CodePudding user response：

Quick answer

Doing

select count(*)
from push_notification_async_queue use index (primary)

select count(*)
from push_notification_async_queue use index (name-of-the-primary-key-index)

can yield faster results.

But why?

Primary key is auto incrementing. So, if you had IDs 1, 25 and 400 in the database, it is easier to count that in the index on IDs. Giving MySQL the hint to use the primary index (or explicitly giving the name of the primary index you have on IDs) will make MySQL read that index to answer the query.

How can we tell what MySQL was using without the hint?

EXPLAIN select count(*) from push_notification_async_queue

will tell us what index MySQL was choosing to answer the query.

Based on the results of explain, I could tell that MySQL thought it would get count(*) fastest from IX_push_notification_async_queue-sent_on field

id = 1
select_type = SIMPLE
table = push_notification_async_queue
key = IX_push_notification_async_queue-sent_on
key_len = 6
rows = 14870073
filtered = 100
extras = using index

However, IX_push_notification_async_queue-sent_on seems like a date. MySQL has to work lot harder to find count of rows based on an index that contained date/time. That made me think that using index hint will help.

Why would MySQL do silly things like this?

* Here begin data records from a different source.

pub mod trading_loop;
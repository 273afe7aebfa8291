use std::collections::HashMap;

use chrono::NaiveTime;

use crate::app_config::env::{env_f64, env_i64, env_or_default, env_u32, env_u64, env_usize};
use crate::error::app_error::AppError;

/// 应用配置，启动时从环境变量加载一次
#[derive(Debug, Clone)]
pub struct AppConfig {
    // Telegram
    pub telegram_bot_token: String,
    pub telegram_chat_id: String,

    // MT5网关
    pub bridge_url: Option<String>,
    pub bridge_api_key: Option<String>,
    pub bridge_api_secret: Option<String>,

    // 交易品种与周期
    pub symbol_list: Vec<String>,
    pub timeframe_htf: String,
    pub timeframe_ltf: String,

    // 指标周期
    pub ema_fast: usize,
    pub ema_slow: usize,
    pub rsi_period: usize,
    pub atr_period: usize,

    // 风控参数
    pub risk_per_trade: f64,
    pub max_daily_drawdown: f64,
    pub max_trades_per_day: u32,
    pub session_start: NaiveTime,
    pub session_end: NaiveTime,
    pub fixed_lot: f64,

    // 订单参数
    pub order_repeat_count: u32,
    pub owner_tag: i64,
    pub sl_multiplier_default: f64,
    pub sl_multiplier_overrides: HashMap<String, f64>,

    // 循环节奏
    pub report_interval_secs: u64,
    pub tick_sleep_secs: u64,
    pub risk_idle_secs: u64,
    pub disabled_idle_secs: u64,
    pub reconnect_idle_secs: u64,
}

impl Default for AppConfig {
    fn default() -> Self {
        let mut sl_overrides = HashMap::new();
        // GBPUSD波动更大，需要更宽的止损
        sl_overrides.insert("GBPUSD".to_string(), 3.5);
        Self {
            telegram_bot_token: String::new(),
            telegram_chat_id: String::new(),
            bridge_url: None,
            bridge_api_key: None,
            bridge_api_secret: None,
            symbol_list: vec![
                "EURUSD".to_string(),
                "GBPUSD".to_string(),
                "XAUUSD".to_string(),
            ],
            timeframe_htf: "H1".to_string(),
            timeframe_ltf: "M1".to_string(),
            ema_fast: 9,
            ema_slow: 21,
            rsi_period: 14,
            atr_period: 14,
            risk_per_trade: 2.0,
            max_daily_drawdown: 5.0,
            max_trades_per_day: 15,
            session_start: NaiveTime::from_hms_opt(8, 0, 0).unwrap(),
            session_end: NaiveTime::from_hms_opt(22, 0, 0).unwrap(),
            fixed_lot: 0.01,
            order_repeat_count: 3,
            owner_tag: 234987,
            sl_multiplier_default: 2.0,
            sl_multiplier_overrides: sl_overrides,
            report_interval_secs: 1800,
            tick_sleep_secs: 10,
            risk_idle_secs: 60,
            disabled_idle_secs: 5,
            reconnect_idle_secs: 60,
        }
    }
}

impl AppConfig {
    /// 从环境变量加载配置，未设置的项使用默认值
    pub fn from_env() -> Self {
        let defaults = Self::default();

        let symbol_list: Vec<String> = env_or_default("SYMBOL_LIST", "EURUSD,GBPUSD,XAUUSD")
            .split(',')
            .map(|s| s.trim().to_uppercase())
            .filter(|s| !s.is_empty())
            .collect();

        // 格式: "GBPUSD:3.5,XAUUSD:2.5"
        let mut sl_multiplier_overrides = defaults.sl_multiplier_overrides.clone();
        for entry in env_or_default("SL_MULTIPLIER_OVERRIDES", "").split(',') {
            if let Some((symbol, mult)) = entry.split_once(':') {
                if let Ok(mult) = mult.trim().parse::<f64>() {
                    sl_multiplier_overrides.insert(symbol.trim().to_uppercase(), mult);
                }
            }
        }

        Self {
            telegram_bot_token: env_or_default("TELEGRAM_BOT_TOKEN", ""),
            telegram_chat_id: env_or_default("TELEGRAM_CHAT_ID", ""),
            bridge_url: std::env::var("MT5_BRIDGE_URL").ok(),
            bridge_api_key: std::env::var("MT5_BRIDGE_API_KEY").ok(),
            bridge_api_secret: std::env::var("MT5_BRIDGE_API_SECRET").ok(),
            symbol_list,
            timeframe_htf: env_or_default("TIMEFRAME_HTF", &defaults.timeframe_htf),
            timeframe_ltf: env_or_default("TIMEFRAME_LTF", &defaults.timeframe_ltf),
            ema_fast: env_usize("EMA_FAST", defaults.ema_fast),
            ema_slow: env_usize("EMA_SLOW", defaults.ema_slow),
            rsi_period: env_usize("RSI_PERIOD", defaults.rsi_period),
            atr_period: env_usize("ATR_PERIOD", defaults.atr_period),
            risk_per_trade: env_f64("RISK_PERCENT", defaults.risk_per_trade),
            max_daily_drawdown: env_f64("MAX_DAILY_DRAWDOWN", defaults.max_daily_drawdown),
            max_trades_per_day: env_u32("MAX_TRADES_PER_DAY", defaults.max_trades_per_day),
            session_start: parse_time_env("SESSION_START", defaults.session_start),
            session_end: parse_time_env("SESSION_END", defaults.session_end),
            fixed_lot: env_f64("FIXED_LOT", defaults.fixed_lot),
            order_repeat_count: env_u32("ORDER_REPEAT_COUNT", defaults.order_repeat_count),
            owner_tag: env_i64("MAGIC_NUMBER", defaults.owner_tag),
            sl_multiplier_default: env_f64("SL_MULTIPLIER", defaults.sl_multiplier_default),
            sl_multiplier_overrides,
            report_interval_secs: env_u64("REPORT_INTERVAL_SECS", defaults.report_interval_secs),
            tick_sleep_secs: env_u64("TICK_SLEEP_SECS", defaults.tick_sleep_secs),
            risk_idle_secs: env_u64("RISK_IDLE_SECS", defaults.risk_idle_secs),
            disabled_idle_secs: env_u64("DISABLED_IDLE_SECS", defaults.disabled_idle_secs),
            reconnect_idle_secs: env_u64("RECONNECT_IDLE_SECS", defaults.reconnect_idle_secs),
        }
    }

    /// 校验启动所需的必填项。paper模式下不要求网关凭证
    pub fn validate(&self, paper: bool) -> Result<(), AppError> {
        if self.telegram_bot_token.is_empty() {
            return Err(AppError::Config("TELEGRAM_BOT_TOKEN is missing".to_string()));
        }
        if self.telegram_chat_id.is_empty() {
            return Err(AppError::Config("TELEGRAM_CHAT_ID is missing".to_string()));
        }
        if !paper {
            if self.bridge_url.is_none() {
                return Err(AppError::Config("MT5_BRIDGE_URL is missing".to_string()));
            }
            if self.bridge_api_key.is_none() || self.bridge_api_secret.is_none() {
                return Err(AppError::Config(
                    "MT5_BRIDGE_API_KEY/MT5_BRIDGE_API_SECRET is missing".to_string(),
                ));
            }
        }
        if self.symbol_list.is_empty() {
            return Err(AppError::Config("SYMBOL_LIST is empty".to_string()));
        }
        if self.ema_fast >= self.ema_slow {
            return Err(AppError::Config(
                "EMA_FAST must be smaller than EMA_SLOW".to_string(),
            ));
        }
        if self.session_start > self.session_end {
            return Err(AppError::Config(
                "session window must not wrap midnight".to_string(),
            ));
        }
        Ok(())
    }

    /// 品种的止损倍率，未配置时使用默认值
    pub fn sl_multiplier(&self, symbol: &str) -> f64 {
        self.sl_multiplier_overrides
            .get(symbol)
            .copied()
            .unwrap_or(self.sl_multiplier_default)
    }
}

fn parse_time_env(key: &str, default: NaiveTime) -> NaiveTime {
    match std::env::var(key) {
        Ok(v) => NaiveTime::parse_from_str(v.trim(), "%H:%M")
            .or_else(|_| NaiveTime::parse_from_str(v.trim(), "%H:%M:%S"))
            .unwrap_or(default),
        Err(_) => default,
    }
}

#[cfg(test)]
mod tests {
    use super::*;

    #[test]
    fn test_default_config_valid_for_paper() {
        let mut config = AppConfig::default();
        config.telegram_bot_token = "token".to_string();
        config.telegram_chat_id = "chat".to_string();
        assert!(config.validate(true).is_ok());
        // 实盘模式缺少网关配置应报错
        assert!(config.validate(false).is_err());
    }

    #[test]
    fn test_sl_multiplier_override() {
        let config = AppConfig::default();
        assert_eq!(config.sl_multiplier("GBPUSD"), 3.5);
        assert_eq!(config.sl_multiplier("EURUSD"), 2.0);
    }
}
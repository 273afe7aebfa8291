use razgon_bot::trading::indicator::indicator_combine::IndicatorCombine;
use razgon_bot::error::app_error::AppError;
use razgon_bot::CandleItem;

fn rising_candles(count: usize) -> Vec<CandleItem> {
    let mut candles = Vec::with_capacity(count);
    let mut close = 1.1000;
    for i in 0..count {
        let open = close;
        close += 0.0005;
        candles.push(
            CandleItem::builder()
                .ts(i as i64 * 60_000)
                .o(open)
                .h(close + 0.0002)
                .l(open - 0.0002)
                .c(close)
                .v(100.0)
                .build()
                .unwrap(),
        );
    }
    candles
}

#[test]
fn test_fast_ema_above_slow_in_uptrend() {
    // 持续上涨时快线必然在慢线上方
    let candles = rising_candles(100);
    let frames = IndicatorCombine::calculate_frames(&candles, 9, 21, 14, 14).unwrap();
    assert_eq!(frames.len(), candles.len());

    let last = frames.last().unwrap();
    assert!(last.is_ready);
    assert!(
        last.ema_fast > last.ema_slow,
        "fast {} should exceed slow {}",
        last.ema_fast,
        last.ema_slow
    );
}

#[test]
fn test_warmup_rows_marked_not_ready() {
    let candles = rising_candles(40);
    let frames = IndicatorCombine::calculate_frames(&candles, 9, 21, 14, 14).unwrap();
    // 最长周期是21，前20行不可用
    for frame in frames.iter().take(20) {
        assert!(!frame.is_ready);
    }
    assert!(frames[20].is_ready);
}

#[test]
fn test_insufficient_history_is_an_error() {
    let candles = rising_candles(10);
    let result = IndicatorCombine::calculate_frames(&candles, 9, 21, 14, 14);
    match result {
        Err(AppError::InsufficientHistory { required, got }) => {
            assert_eq!(required, 21);
            assert_eq!(got, 10);
        }
        other => panic!("expected InsufficientHistory, got {:?}", other.map(|f| f.len())),
    }
}
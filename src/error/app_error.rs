use thiserror::Error;

/// 应用错误
#[derive(Error, Debug)]
pub enum AppError {
    /// 配置缺失或非法，启动阶段即失败
    #[error("配置错误: {0}")]
    Config(String),

    /// 网关连接失败，属于瞬时错误，退避后重试
    #[error("连接错误: {0}")]
    Connectivity(String),

    /// 行情数据缺失，跳过该品种的本轮评估
    #[error("行情数据缺失: {0}")]
    DataUnavailable(String),

    /// K线数量不足以完成指标预热
    #[error("K线数量不足: 需要{required}根，实际{got}根")]
    InsufficientHistory { required: usize, got: usize },

    /// 网关拒绝下单或改单，本轮不重试
    #[error("订单被拒绝: {0}")]
    OrderRejected(String),

    /// 未知错误
    #[error("未知错误: {0}")]
    Unknown(String),
}

impl AppError {
    /// 是否属于可跳过的行情类错误
    pub fn is_data_error(&self) -> bool {
        matches!(
            self,
            AppError::DataUnavailable(_) | AppError::InsufficientHistory { .. }
        )
    }
}

impl From<reqwest::Error> for AppError {
    fn from(err: reqwest::Error) -> Self {
        AppError::Connectivity(err.to_string())
    }
}
#![allow(dead_code)]
#![allow(unused_imports)]

pub mod app_config;
pub mod error;
pub mod job;
pub mod time_util;
pub mod trading;

/// 单根K线数据
#[derive(Debug, Clone, PartialEq)]
pub struct CandleItem {
    o: f64,
    h: f64,
    l: f64,
    c: f64,
    v: f64,
    ts: i64,
}

impl CandleItem {
    pub fn builder() -> CandleItemBuilder {
        CandleItemBuilder::new()
    }

    pub fn ts(&self) -> i64 {
        self.ts
    }

    pub fn o(&self) -> f64 {
        self.o
    }

    pub fn h(&self) -> f64 {
        self.h
    }

    pub fn l(&self) -> f64 {
        self.l
    }

    pub fn c(&self) -> f64 {
        self.c
    }

    pub fn v(&self) -> f64 {
        self.v
    }

    /// 阳线判断
    pub fn is_bullish(&self) -> bool {
        self.c > self.o
    }

    /// 阴线判断
    pub fn is_bearish(&self) -> bool {
        self.c < self.o
    }
}

pub struct CandleItemBuilder {
    o: Option<f64>,
    h: Option<f64>,
    l: Option<f64>,
    c: Option<f64>,
    v: Option<f64>,
    ts: Option<i64>,
}

impl CandleItemBuilder {
    pub fn new() -> Self {
        Self {
            o: None,
            h: None,
            l: None,
            c: None,
            v: None,
            ts: None,
        }
    }

    pub fn ts(mut self, val: i64) -> Self {
        self.ts = Some(val);
        self
    }

    pub fn o(mut self, val: f64) -> Self {
        self.o = Some(val);
        self
    }

    pub fn h(mut self, val: f64) -> Self {
        self.h = Some(val);
        self
    }

    pub fn l(mut self, val: f64) -> Self {
        self.l = Some(val);
        self
    }

    pub fn c(mut self, val: f64) -> Self {
        self.c = Some(val);
        self
    }

    pub fn v(mut self, val: f64) -> Self {
        self.v = Some(val);
        self
    }

    pub fn build(self) -> anyhow::Result<CandleItem> {
        if let (Some(o), Some(h), Some(l), Some(c), Some(v), Some(ts)) =
            (self.o, self.h, self.l, self.c, self.v, self.ts)
        {
            // validate
            if o.is_finite()
                && h.is_finite()
                && l.is_finite()
                && c.is_finite()
                && l <= o
                && l <= c
                && l <= h
                && h >= o
                && h >= c
                && v >= 0.0
            {
                Ok(CandleItem { o, h, l, c, v, ts })
            } else {
                Err(anyhow::anyhow!("CandleItemInvalid"))
            }
        } else {
            Err(anyhow::anyhow!("CandleItemIncomplete"))
        }
    }
}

That's hard to tell. You can optimize or analyze table and see if that helps. It can take a long time, so I recommend you take a backup from your production system, restore on your local computer or a test system and try it there. https://dev.mysql.com/doc/refman/8.0/en/table-maintenance-statements.html gives you details about those commands.

On a table that is written to, deleted from, or read from heavily, statistics could take time to build and that can cause MySQL to choose an index that it feels satisfies the query best. There's some good discussion in this thread: MySQL uses incorrect index. Why?